It's sustainable if you both want it. It should be easy to do what's best for your child. In my opinion people should put their personal lives second and keep their family together. There's cases where it just won't work, but breaking apart your family should be the last option.

Posted

How old is your son?

Posted

I really think that this is a mistake. I think the longer term issues kids have when being raised in a disfunctional relationship outweigh the short term trauma of a seperation. The key is to never loose focus that even in divorce your number one priority is the kids.

Posted
I really think that this is a mistake. I think the longer term issues kids have when being raised in a disfunctional relationship outweigh the short term trauma of a seperation.
Having seen the fallout in adult children of long-term 'for the kids' M's, I have to agree, but it's only a small sample of the world so I accept that there are infinite outcomes possible.

 

Also, I would strongly suggest to the OP, if there is any infidelity involved now or in the past, to be exceedingly thoughtful in making a decision to stay together for the kids. I'd suggest getting some professional help with that, for sure.

Posted
It's sustainable if you both want it. It should be easy to do what's best for your child.

What's best for your child rarely includes daily exposure to the anger, resentment and tension that's part of a dysfunctional marriage. Even young children are smarter and more observant than we give them credit for. Better two separate and happy parents than one loveless marriage...

 

Mr. Lucky

Posted
It's sustainable if you both want it. It should be easy to do what's best for your child. In my opinion people should put their personal lives second and keep their family together. There's cases where it just won't work, but breaking apart your family should be the last option.

 

I feel I am sometimes staying for the kids and I believe it is beneficial to them. My H and I currently are getting along, we laugh, there are no arguments no animosity. Our marriage is 50/50 loveless, it is not the most passionate marriage, but we are conveniently married and I do love my H for the most part. We are companions and our kids love their mom and dad together.

Posted (edited)
while it's not out in the open in our marriage, my wife and I are basically staying together for our son, how does one cope in this situation or is this simply not sustainable?

 

Depends on how long you'll have to stay together and how old both of you are... I'm trying to fix my relationship, but at some point I would say I was staying for the children. I'm still undecided if I really want to stay. My youngest is 9, so it would be about another 10 years for me... but I'm fast approaching my fifties...

 

As ladydesigner said, it also boils down to the type of relationship you have with your wife...

Edited by giotto
Posted
while it's not out in the open in our marriage, my wife and I are basically staying together for our son, how does one cope in this situation or is this simply not sustainable?

 

Personally, I wouldn't do it. I didn't do it.
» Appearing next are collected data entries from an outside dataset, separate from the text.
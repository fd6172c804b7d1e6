//! `logtrack` entry point.
//!
//! Thin clap front-end over `logtrack-core`:
//!
//! - `logtrack run`      — fetch, classify, and merge one run
//! - `logtrack show`     — print the tracker table
//! - `logtrack gen-logs` — generate synthetic log fixtures for demos

mod gen_cmd;

use std::path::PathBuf;

use anyhow::{Context, bail};
use clap::{Parser, Subcommand};
use logtrack_core::config::{Config, DEFAULT_TRACKER_PATH, ENV_TRACKER_PATH};
use logtrack_core::pipeline::execute_run;
use logtrack_core::tracker::Tracker;
use tracing_subscriber::EnvFilter;

#[derive(Debug, Parser)]
#[command(name = "logtrack", about = "Remote batch-log retrieval and tracking")]
struct Cli {
    #[command(subcommand)]
    command: Command,
}

#[derive(Debug, Subcommand)]
enum Command {
    /// Run the pipeline: list, fetch, classify, and merge into the tracker.
    Run(RunArgs),
    /// Print the tracker table, most recent run date first.
    Show(ShowArgs),
    /// Generate a synthetic tree of convention-named log files.
    GenLogs(gen_cmd::GenLogsArgs),
}

#[derive(Debug, Parser)]
struct RunArgs {
    /// Override the remote hostname.
    #[arg(long)]
    host: Option<String>,

    /// Override the remote port.
    #[arg(long)]
    port: Option<u16>,

    /// Override the remote username.
    #[arg(long)]
    user: Option<String>,

    /// Override the tracker file path.
    #[arg(long)]
    tracker: Option<PathBuf>,

    /// Override the local download directory.
    #[arg(long)]
    download_dir: Option<PathBuf>,

    /// Run date as YYYYMMDD (defaults to today). Re-running a date
    /// overwrites that date's column in place.
    #[arg(long)]
    date: Option<String>,
}

#[derive(Debug, Parser)]
struct ShowArgs {
    /// Tracker file path.
    #[arg(long, env = ENV_TRACKER_PATH, default_value = DEFAULT_TRACKER_PATH)]
    tracker: PathBuf,
}

fn main() -> anyhow::Result<()> {
    tracing_subscriber::fmt()
        .with_env_filter(
            EnvFilter::try_from_default_env().unwrap_or_else(|_| EnvFilter::new("info")),
        )
        .with_writer(std::io::stderr)
        .init();

    let cli = Cli::parse();
    match cli.command {
        Command::Run(args) => run(args),
        Command::Show(args) => show(args),
        Command::GenLogs(args) => gen_cmd::run(args),
    }
}

fn run(args: RunArgs) -> anyhow::Result<()> {
    // Config is validated before any network activity; missing required
    // settings abort here with every missing name listed.
    let mut config = Config::from_env()?;
    if let Some(host) = args.host {
        config.channel.hostname = host;
    }
    if let Some(port) = args.port {
        config.channel.port = port;
    }
    if let Some(user) = args.user {
        config.channel.username = user;
    }
    if let Some(tracker) = args.tracker {
        config.tracker_path = tracker;
    }
    if let Some(dir) = args.download_dir {
        config.download_dir = dir;
    }

    if let Some(date) = &args.date
        && (date.len() != 8 || !date.chars().all(|c| c.is_ascii_digit()))
    {
        bail!("--date must be YYYYMMDD, got '{date}'");
    }

    // Fatal errors (connect, auth, tracker I/O) abort with nothing written.
    let summary = execute_run(&config, args.date).context("run aborted")?;

    println!(
        "run {}: {} of {} jobs classified, {} failed",
        summary.run_date,
        summary.recorded,
        summary.total(),
        summary.failed.len()
    );
    for (job_dir, reason) in &summary.failed {
        println!("  failed: {job_dir}: {reason}");
    }
    Ok(())
}

fn show(args: ShowArgs) -> anyhow::Result<()> {
    let tracker = Tracker::load(&args.tracker)?;
    print!("{}", tracker.render());
    Ok(())
}
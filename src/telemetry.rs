use tracing_subscriber::EnvFilter;

use crate::error::{PoetError, Result};

/// Install a stderr fmt subscriber. `RUST_LOG` wins over `default_level` so
/// stdout stays free for the exchange transcript.
pub fn init_tracing(default_level: &str) -> Result<()> {
    let filter = EnvFilter::try_from_default_env()
        .or_else(|_| EnvFilter::try_new(default_level))
        .map_err(|err| PoetError::Config(format!("invalid log filter `{default_level}`: {err}")))?;

    tracing_subscriber::fmt()
        .with_env_filter(filter)
        .with_writer(std::io::stderr)
        .with_target(false)
        .try_init()
        .map_err(|err| PoetError::Config(format!("failed installing tracing subscriber: {err}")))
}

#[cfg(test)]
mod tests {
    use super::*;

    #[test]
    fn second_install_is_an_error() {
        let _ = init_tracing("debug");
        assert!(init_tracing("debug").is_err());
    }
}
There was no way I wanted my son to grow up thinking what his father and I had were a marriage. It isn't healthy for the child, they don't see a "true" marriage, they don't see love, they don't see the connection between a man and a woman.

Posted

If you really work at this issue, boundries will come down that allow both of you to get what you need at life.

 

I would suggest thinking about a trial separation for the summer. I have three examples of sound marriages from friends of the family where this was done, fast forward 20 years and they are still married.

 

Here is what I'm doing since I am in the same boat:

 

- I sleep in a seperate bedroom from time to time. Because I want to

- Nights out with the guys have no time limit. Once or twice I've stayed out all night

- Wife, over time, has seen that I want independance, and while initially not liking it at first, if the choice were to divorce or explore this option, its a chance worth taking

- Read up on divorce and see how expensive it is. Do you have enough cash flow for another apartment? Another car? Could you still afford to live in your house and provide the lifestyle as it currently stands for your children? Any challenge in any of this is worth exhausting every option in the book before you pull the plug.

 

9 out of ten times, the grass is not greener on the other side. Someone, or both of you, need to wake up to this idea and really see how bad it really can be on your own.

 

At the very least, do not sit on the idea. Find a solution, even a tiny one, that gives an experience to either of you that creates happiness in the marriage. Wrap that happiness up, but a bow on it, and bring it home to your family.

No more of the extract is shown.